Powers Kirn, LLC, attorneys for respondent (Jeanette J. O'Donnell, on the brief).
PER CURIAM In this residential foreclosure matter, defendants Jay Bubenheimer and
Daria Bubenheimer 1 appeal from the July 5, 2024 Chancery Division order
denying Daria's motion to vacate the final judgment entered in favor of plaintiff
Freedom Mortgage Corporation (Freedom). Having reviewed the record,
parties' arguments, and governing legal principles, we affirm.
I.
On July 27, 2016, Jay borrowed $285,917 from Mortgage Research
Center, LLC d/b/a Veterans United Home (Mortgage Research). Jay executed a
note memorializing the loan, providing for a per annum interest rate of 3.875%
and obligating him to a monthly payment of $1,344.49. The same day, Jay and
Daria, husband and wife at the time, executed a mortgage on their Jeanette Lane
property in Milford in favor of Mortgage Research, securing the note. On
August 2, Mortgage Research recorded the mortgage in the Hunterdon County
Clerk's Office.
In January 2021, Jay defaulted on the loan because he failed to make the
necessary monthly payment and any payments thereafter. Mortgage Research
assigned the mortgage to Freedom, which Freedom recorded on May 10, 2022.
1 Because Jay Bubenheimer and Daria Bubenheimer share the same surname, we use first names for clarity. We intend no disrespect.
A-3826-23 2 On November 7, Freedom filed a foreclosure complaint and personally
served it on defendants the same month. Freedom's complaint alleged
compliance with N.J.S.A. 2A:50-56, which requires a notice of intention to
foreclose (NOI), under the Fair Foreclosure Act (FFA), N.J.S.A. 2A:50-53 to
-68. The complaint noted that Jay was the obligor on the note, and defendants
executed a mortgage securing Jay's payment obligation. Freedom also named
Daria as a defendant because she held a child support judgment against Jay.
On December 20, the court entered default against defendants for failing
to timely answer. On February 1, 2023, the court vacated default against Daria
by consent. One day later, Daria moved to consolidate the foreclosure action
with a pending matrimonial action, which the court denied. On April 18, the
court entered default against Daria again for failing to file an answer. On June
14, it entered the final judgment in favor of Freedom for $305,035.36. The same
day, Freedom served Jay and Daria with the final judgment via regular mail.
One year later, on June 14, 2024, Daria moved to vacate the final
judgment, averring that Freedom failed to serve her with a written NOI. While
Daria was not obligated to repay the loan Jay received from Freedom, she
alleged Freedom was required to separately serve her with an NOI, "as [she was]
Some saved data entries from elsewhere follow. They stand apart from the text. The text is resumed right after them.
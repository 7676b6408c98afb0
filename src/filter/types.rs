use serde::{Deserialize, Serialize};

/// Raw `?categorie&actif&quantite` query string, before validation.
#[derive(Debug, Clone, Default, Serialize, Deserialize)]
pub struct ProductFilterQuery {
    pub categorie: Option<String>,
    pub actif: Option<String>,
    pub quantite: Option<String>,
}

/// A typed bind parameter for a generated statement.
#[derive(Debug, Clone, PartialEq)]
pub enum SqlParam {
    Text(String),
    Bool(bool),
    Int(i32),
}

#[derive(Debug, Clone)]
pub struct SqlResult {
    pub query: String,
    pub params: Vec<SqlParam>,
}
use clap::Subcommand;
use serde_json::{json, Value};
use std::path::PathBuf;

use super::session_client;
use crate::cli::utils::{output_success, output_value, read_json_input, render_product, render_products};
use crate::cli::OutputFormat;

#[derive(Subcommand)]
pub enum ProduitsCommands {
    #[command(about = "List every product")]
    List,

    #[command(about = "Show one product")]
    Get {
        #[arg(help = "Product id")]
        id: String,
    },

    #[command(about = "List products matching category / active flag / minimum quantity")]
    Filter {
        #[arg(long, help = "Exact category")]
        categorie: Option<String>,
        #[arg(long, help = "true or false")]
        actif: Option<bool>,
        #[arg(long, help = "Minimum quantity in stock")]
        quantite: Option<i32>,
    },

    #[command(about = "Add a product from a JSON file or stdin")]
    Add {
        #[arg(long, help = "JSON file (reads stdin if omitted)")]
        file: Option<PathBuf>,
    },

    #[command(about = "Replace a product from a JSON file or stdin")]
    Update {
        #[arg(help = "Product id")]
        id: String,
        #[arg(long, help = "JSON file (reads stdin if omitted)")]
        file: Option<PathBuf>,
    },

    #[command(about = "Delete a product")]
    Delete {
        #[arg(help = "Product id")]
        id: String,
    },
}

pub async fn handle(cmd: ProduitsCommands, server: Option<String>, output_format: OutputFormat) -> anyhow::Result<()> {
    let client = session_client(server.as_deref())?;

    match cmd {
        ProduitsCommands::List => {
            let value = client.get("/api/produits/all").await?;
            print_list(&output_format, value)
        }
        ProduitsCommands::Get { id } => {
            let value = client.get(&format!("/api/produits/{}", id)).await?;
            let produit = value.get("produit").cloned().unwrap_or(Value::Null);
            if produit.is_null() {
                anyhow::bail!("Produit non trouvé: {}", id);
            }
            output_value(&output_format, &produit, || render_product(&produit))
        }
        ProduitsCommands::Filter { categorie, actif, quantite } => {
            let path = format!("/api/produits/filtres{}", filter_query(categorie.as_deref(), actif, quantite));
            let value = client.get(&path).await?;
            print_list(&output_format, value)
        }
        ProduitsCommands::Add { file } => {
            let produit = unwrap_record(read_json_input(file.as_deref())?);
            client.post("/api/produits/add", &json!({ "produit": produit })).await?;
            output_success(&output_format, "Produit ajouté", None)
        }
        ProduitsCommands::Update { id, file } => {
            let mut produit = unwrap_record(read_json_input(file.as_deref())?);
            if let Some(object) = produit.as_object_mut() {
                object.insert("id".to_string(), Value::String(id.clone()));
            }
            client.put("/api/produits/update", &json!({ "produit": produit })).await?;
            output_success(&output_format, &format!("Produit {} mis à jour", id), None)
        }
        ProduitsCommands::Delete { id } => {
            client.delete(&format!("/api/produits/delete/{}", id)).await?;
            output_success(&output_format, &format!("Produit {} supprimé", id), None)
        }
    }
}

fn print_list(output_format: &OutputFormat, value: Value) -> anyhow::Result<()> {
    let produits = value.get("produits").cloned().unwrap_or_else(|| json!([]));
    let rows = produits.as_array().cloned().unwrap_or_default();
    output_value(output_format, &produits, || render_products(&rows))
}

/// Accepts either a bare record or one already wrapped as `{"produit": {...}}`.
fn unwrap_record(input: Value) -> Value {
    match input {
        Value::Object(mut object) if object.len() == 1 && object.contains_key("produit") => {
            object.remove("produit").unwrap_or(Value::Null)
        }
        other => other,
    }
}

fn filter_query(categorie: Option<&str>, actif: Option<bool>, quantite: Option<i32>) -> String {
    let mut url = match url::Url::parse("http://localhost/") {
        Ok(url) => url,
        Err(_) => return String::new(),
    };
    {
        let mut pairs = url.query_pairs_mut();
        if let Some(c) = categorie {
            pairs.append_pair("categorie", c);
        }
        if let Some(a) = actif {
            pairs.append_pair("actif", if a { "true" } else { "false" });
        }
        if let Some(q) = quantite {
            pairs.append_pair("quantite", &q.to_string());
        }
    }
    match url.query() {
        Some(q) if !q.is_empty() => format!("?{}", q),
        _ => String::new(),
    }
}
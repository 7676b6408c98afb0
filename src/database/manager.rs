use sqlx::{postgres::PgPoolOptions, PgPool};
use std::sync::Arc;
use std::time::Duration;
use thiserror::Error;
use tracing::info;

use crate::config::{DatabaseConfig, StorageKind};
use crate::database::memory::{MemoryProductRepository, MemoryUserRepository};
use crate::database::postgres::{PgProductRepository, PgUserRepository};
use crate::database::repository::{ProductRepository, UserRepository};

/// Errors from the storage layer
#[derive(Debug, Error)]
pub enum DatabaseError {
    #[error("Missing configuration: {0}")]
    ConfigMissing(&'static str),

    #[error("Invalid database URL")]
    InvalidDatabaseUrl,

    #[error("Not found: {0}")]
    NotFound(String),

    #[error("Duplicate value for {0}")]
    Duplicate(String),

    #[error(transparent)]
    Migration(#[from] sqlx::migrate::MigrateError),

    #[error(transparent)]
    Sqlx(#[from] sqlx::Error),
}

/// Owns the connection pool (when there is one) and hands out the
/// repositories built on top of it.
pub struct DatabaseManager {
    pool: Option<PgPool>,
    products: Arc<dyn ProductRepository>,
    users: Arc<dyn UserRepository>,
}

impl DatabaseManager {
    pub async fn from_config(config: &DatabaseConfig) -> Result<Self, DatabaseError> {
        match config.storage {
            StorageKind::Memory => {
                info!("Using in-memory storage");
                Ok(Self::in_memory())
            }
            StorageKind::Postgres => Self::connect(config).await,
        }
    }

    pub fn in_memory() -> Self {
        Self {
            pool: None,
            products: Arc::new(MemoryProductRepository::new()),
            users: Arc::new(MemoryUserRepository::new()),
        }
    }

    pub async fn connect(config: &DatabaseConfig) -> Result<Self, DatabaseError> {
        let url = config
            .url
            .as_deref()
            .ok_or(DatabaseError::ConfigMissing("DATABASE_URL"))?;

        let pool = PgPoolOptions::new()
            .max_connections(config.max_connections)
            .acquire_timeout(Duration::from_secs(config.connection_timeout))
            .connect(url)
            .await?;

        info!("Connected to database at {}", Self::redacted(url)?);

        if config.run_migrations {
            sqlx::migrate!("./migrations").run(&pool).await?;
            info!("Database migrations applied");
        }

        Ok(Self {
            products: Arc::new(PgProductRepository::new(pool.clone())),
            users: Arc::new(PgUserRepository::new(pool.clone())),
            pool: Some(pool),
        })
    }

    /// Connection string with the password stripped, for logs.
    fn redacted(database_url: &str) -> Result<String, DatabaseError> {
        let mut url = url::Url::parse(database_url).map_err(|_| DatabaseError::InvalidDatabaseUrl)?;
        if url.password().is_some() {
            url.set_password(Some("***"))
                .map_err(|_| DatabaseError::InvalidDatabaseUrl)?;
        }
        Ok(url.into())
    }

    pub fn products(&self) -> Arc<dyn ProductRepository> {
        self.products.clone()
    }

    pub fn users(&self) -> Arc<dyn UserRepository> {
        self.users.clone()
    }

    pub fn storage(&self) -> StorageKind {
        if self.pool.is_some() {
            StorageKind::Postgres
        } else {
            StorageKind::Memory
        }
    }

    /// Pings the pool to ensure connectivity. Always healthy in memory.
    pub async fn health_check(&self) -> Result<(), DatabaseError> {
        if let Some(pool) = &self.pool {
            sqlx::query("SELECT 1").execute(pool).await?;
        }
        Ok(())
    }

    pub async fn close(&self) {
        if let Some(pool) = &self.pool {
            pool.close().await;
            info!("Database pool closed");
        }
    }
}
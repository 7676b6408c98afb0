use chrono::Utc;
use std::sync::Arc;
use tracing::info;
use uuid::Uuid;

use super::ServiceError;
use crate::auth::{self, PasswordError};
use crate::database::UserRepository;
use crate::models::user::{self, Role, UserInput};
use crate::models::{User, UserDraft};

pub const UTILISATEUR_NON_TROUVE: &str = "Utilisateur non trouvé";

#[derive(Clone)]
pub struct UserService {
    repo: Arc<dyn UserRepository>,
}

/// Argon2 is CPU-bound; keep it off the async workers.
pub(crate) async fn hash_blocking(password: String) -> Result<String, PasswordError> {
    tokio::task::spawn_blocking(move || auth::hash_password(&password))
        .await
        .map_err(|e| PasswordError::Hash(e.to_string()))?
}

impl UserService {
    pub fn new(repo: Arc<dyn UserRepository>) -> Self {
        Self { repo }
    }

    pub async fn get_all(&self) -> Result<Vec<User>, ServiceError> {
        Ok(self.repo.get_all().await?)
    }

    pub async fn get_one(&self, id: Uuid) -> Result<Option<User>, ServiceError> {
        Ok(self.repo.get_one(id).await?)
    }

    pub async fn add(&self, draft: UserDraft) -> Result<User, ServiceError> {
        let hash = hash_blocking(draft.mot_de_passe.clone()).await?;
        let user = User::new(draft, hash, Utc::now());
        self.repo.add(&user).await?;
        info!("Utilisateur {} créé ({})", user.id, user.role);
        Ok(user)
    }

    pub async fn update(&self, id: Uuid, draft: UserDraft) -> Result<User, ServiceError> {
        let mut user = self
            .repo
            .get_one(id)
            .await?
            .ok_or(ServiceError::NotFound(UTILISATEUR_NON_TROUVE))?;

        let hash = hash_blocking(draft.mot_de_passe.clone()).await?;
        user.apply(draft, hash);
        self.repo
            .update(&user)
            .await
            .map_err(ServiceError::not_found_as(UTILISATEUR_NON_TROUVE))?;
        info!("Utilisateur {} mis à jour", user.id);
        Ok(user)
    }

    pub async fn delete(&self, id: Uuid) -> Result<(), ServiceError> {
        if self.repo.get_one(id).await?.is_none() {
            return Err(ServiceError::NotFound(UTILISATEUR_NON_TROUVE));
        }
        self.repo
            .delete(id)
            .await
            .map_err(ServiceError::not_found_as(UTILISATEUR_NON_TROUVE))?;
        info!("Utilisateur {} supprimé", id);
        Ok(())
    }

    /// Creates an `admin` account when no user exists yet. Returns the
    /// created user, or `None` when the store was already populated.
    pub async fn ensure_admin(&self, courriel: &str, mot_de_passe: &str) -> Result<Option<User>, ServiceError> {
        if !self.repo.get_all().await?.is_empty() {
            return Ok(None);
        }

        let draft = user::validate(UserInput {
            nom: Some("Administrateur".to_string()),
            prenom: Some("SilverPresta".to_string()),
            courriel: Some(courriel.to_string()),
            mot_de_passe: Some(mot_de_passe.to_string()),
            role: Some(Role::Admin.as_str().to_string()),
            ..Default::default()
        })?;

        let admin = self.add(draft).await?;
        info!("Compte administrateur initial créé pour {}", admin.courriel);
        Ok(Some(admin))
    }
}
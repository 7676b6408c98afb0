mod common;

use axum::http::StatusCode;
use serde_json::{json, Value};
use uuid::Uuid;

use common::{user_json, TestApp, ADMIN_COURRIEL};

async fn find_by_email(app: &TestApp, courriel: &str) -> Value {
    let (_, body) = app.get("/api/utilisateurs/all").await;
    body["utilisateurs"]
        .as_array()
        .unwrap()
        .iter()
        .find(|u| u["courriel"] == courriel)
        .cloned()
        .expect("user is listed")
}

#[tokio::test]
async fn add_normalizes_email_and_hides_password() {
    let app = TestApp::new();
    let (status, body) = app
        .post(
            "/api/utilisateurs/add",
            json!({ "utilisateur": user_json("  Jean.Diallo@SilverPresta.com ", "Secret123!") }),
        )
        .await;
    assert_eq!(status, StatusCode::CREATED);
    assert_eq!(body, Value::Null);

    let user = find_by_email(&app, "jean.diallo@silverpresta.com").await;
    assert_eq!(user["role"], "employe");
    assert_eq!(user["actif"], true);
    assert!(user.get("mot_de_passe").is_none());

    let (status, body) = app.get(&format!("/api/utilisateurs/{}", user["id"].as_str().unwrap())).await;
    assert_eq!(status, StatusCode::OK);
    assert!(body["utilisateur"].get("mot_de_passe").is_none());
    assert!(body["utilisateur"]["date_creation"].is_string());
}

#[tokio::test]
async fn weak_password_malformed_email_and_unknown_role_are_rejected() {
    let app = TestApp::new();

    let (status, body) = app
        .post("/api/utilisateurs/add", json!({ "utilisateur": user_json("jean@example.com", "motdepasse") }))
        .await;
    assert_eq!(status, StatusCode::BAD_REQUEST);
    assert!(body["errors"]["mot_de_passe"].is_string());

    let (status, body) = app
        .post("/api/utilisateurs/add", json!({ "utilisateur": user_json("jean@example", "Secret123!") }))
        .await;
    assert_eq!(status, StatusCode::BAD_REQUEST);
    assert!(body["errors"]["courriel"].is_string());

    let mut user = user_json("jean@example.com", "Secret123!");
    user["role"] = json!("stagiaire");
    let (status, body) = app.post("/api/utilisateurs/add", json!({ "utilisateur": user })).await;
    assert_eq!(status, StatusCode::BAD_REQUEST);
    assert!(body["errors"]["role"].is_string());

    let (_, list) = app.get("/api/utilisateurs/all").await;
    assert_eq!(list, json!({ "utilisateurs": [] }));
}

#[tokio::test]
async fn email_longer_than_the_column_is_rejected() {
    let app = TestApp::new();
    let courriel = format!("{}@silverpresta.com", "a".repeat(300));

    let (status, body) = app
        .post("/api/utilisateurs/add", json!({ "utilisateur": user_json(&courriel, "Secret123!") }))
        .await;
    assert_eq!(status, StatusCode::BAD_REQUEST);
    assert_eq!(body["code"], "VALIDATION_ERROR");
    assert!(body["errors"]["courriel"].is_string());
}

#[tokio::test]
async fn duplicate_email_is_rejected() {
    let app = TestApp::new();
    let body = json!({ "utilisateur": user_json("jean@example.com", "Secret123!") });

    let (status, _) = app.post("/api/utilisateurs/add", body.clone()).await;
    assert_eq!(status, StatusCode::CREATED);

    let (status, response) = app.post("/api/utilisateurs/add", body).await;
    assert_eq!(status, StatusCode::BAD_REQUEST);
    assert_eq!(response["error"], "Ce courriel est déjà utilisé");
}

#[tokio::test]
async fn missing_envelope_key_is_rejected() {
    let app = TestApp::new();
    let (status, body) = app
        .post("/api/utilisateurs/add", json!({ "utilisateur": null }))
        .await;
    assert_eq!(status, StatusCode::BAD_REQUEST);
    assert_eq!(body["error"], "Utilisateur requis");
}

#[tokio::test]
async fn update_changes_role_and_password() {
    let app = TestApp::with_admin().await;
    let (status, _) = app
        .post("/api/utilisateurs/add", json!({ "utilisateur": user_json("jean@example.com", "Secret123!") }))
        .await;
    assert_eq!(status, StatusCode::CREATED);
    let user = find_by_email(&app, "jean@example.com").await;

    let mut changed = user_json("jean@example.com", "Nouveau@456");
    changed["id"] = user["id"].clone();
    changed["role"] = json!("gestionnaire");
    let (status, _) = app.put("/api/utilisateurs/update", json!({ "utilisateur": changed })).await;
    assert_eq!(status, StatusCode::OK);

    let updated = find_by_email(&app, "jean@example.com").await;
    assert_eq!(updated["role"], "gestionnaire");
    assert_eq!(updated["date_creation"], user["date_creation"]);

    let (_, body) = app
        .send(
            axum::http::Method::POST,
            "/api/generatetoken",
            None,
            Some(json!({ "courriel": "jean@example.com", "mot_de_passe": "Nouveau@456" })),
        )
        .await;
    assert!(!body["token"].as_str().unwrap().is_empty());
}

#[tokio::test]
async fn unknown_user_is_404_everywhere() {
    let app = TestApp::new();
    let id = Uuid::new_v4();

    let (status, body) = app.get(&format!("/api/utilisateurs/{}", id)).await;
    assert_eq!(status, StatusCode::NOT_FOUND);
    assert_eq!(body["error"], "Utilisateur non trouvé");

    let mut user = user_json("jean@example.com", "Secret123!");
    user["id"] = json!(id);
    let (status, _) = app.put("/api/utilisateurs/update", json!({ "utilisateur": user })).await;
    assert_eq!(status, StatusCode::NOT_FOUND);

    let (status, _) = app.delete(&format!("/api/utilisateurs/delete/{}", id)).await;
    assert_eq!(status, StatusCode::NOT_FOUND);
}

#[tokio::test]
async fn delete_removes_the_user() {
    let app = TestApp::with_admin().await;
    let admin = find_by_email(&app, ADMIN_COURRIEL).await;

    let (status, _) = app
        .delete(&format!("/api/utilisateurs/delete/{}", admin["id"].as_str().unwrap()))
        .await;
    assert_eq!(status, StatusCode::OK);

    let (_, list) = app.get("/api/utilisateurs/all").await;
    assert_eq!(list, json!({ "utilisateurs": [] }));
}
a party of interest" regarding the property. After her divorce from Jay, Daria
A-3826-23 3 allegedly retained possession of the property. She argued the record did not
demonstrate Freedom perfected service of an NOI on Jay, but he did not join in
the motion to vacate or provide a certification. Daria alleged the final judgment
was void as a matter of law because she: "[wa]s named in the mortgage";
"occup[ied] the property"; and had "an independent right as a party in interest
to service of a timely NOI, separate and apart from her divorced co-defendant
Jay." She cited to N.J.S.A. 2A:50-56(c)(11), acknowledging that the NOI was
to provide "the debtor" with information.
The court denied Daria's motion to vacate the final judgment. 2 Although
it found Daria timely moved to vacate under Rule 4:50-1(d), the court found no
error in Freedom not serving her with an NOI. The court determined Jay was
the sole "residential mortgage debtor" obligated to make payments on the note.
It further found that Freedom was not required to serve Daria with "a separate
NOI" because she was "solely listed on the [m]ortgage and not the [n]ote."
Additionally, the court noted that Jay did not move to challenge Freedom's
service of an NOI on him and found Daria lacked "standing to assert such a
deficiency."
2 We note the court entered the order denying Daria's motion to vacate the final judgment on July 5, 2024, which the court thereafter amended on October 18 to reflect that Daria and Freedom had waived oral argument. A-3826-23 4 On appeal, defendants contend: (1) the lower court erred in granting the
final judgment without addressing Freedom's failure to serve NOIs as required
under the FFA; (2) Freedom's failure to serve NOIs deprived defendants of their
statutory right to cure and the court of any basis to enter the final judgment; (3)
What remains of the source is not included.